- _Task to complete_
Your answer must be every line of the data that holds the string "usize".

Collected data

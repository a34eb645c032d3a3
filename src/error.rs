use defmt::Format;
use thiserror::Error;

/// Invalid call shapes rejected before any computation starts.
///
/// Expected domain conditions (not enough gas, broken ceiling, unreachable
/// blend) are never reported through this type; they end up as flags and
/// events on the computed results.
#[derive(Error, Debug, Format, Clone, Copy, PartialEq)]
pub enum PlanError {
    #[error("gas fractions out of range: o2 {o2}, he {he}")]
    InvalidGas { o2: f64, he: f64 },

    #[error("unknown gas name")]
    UnknownGasName,

    #[error("tank {index} is invalid: {reason}")]
    InvalidTank { index: usize, reason: &'static str },

    #[error("tank index {0} is out of range")]
    UnknownTank(usize),

    #[error("segment {index} is invalid: {reason}")]
    InvalidSegment { index: usize, reason: &'static str },

    #[error("segment {0} does not start where the previous one ends")]
    DisconnectedSegments(usize),

    #[error("plan has no segments")]
    EmptyPlan,

    #[error("invalid option: {0}")]
    InvalidOption(&'static str),
}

- _Output below_
    InvalidTank { index: usize, reason: &'static str },
    UnknownTank(usize),
    InvalidSegment { index: usize, reason: &'static str },
    DisconnectedSegments(usize),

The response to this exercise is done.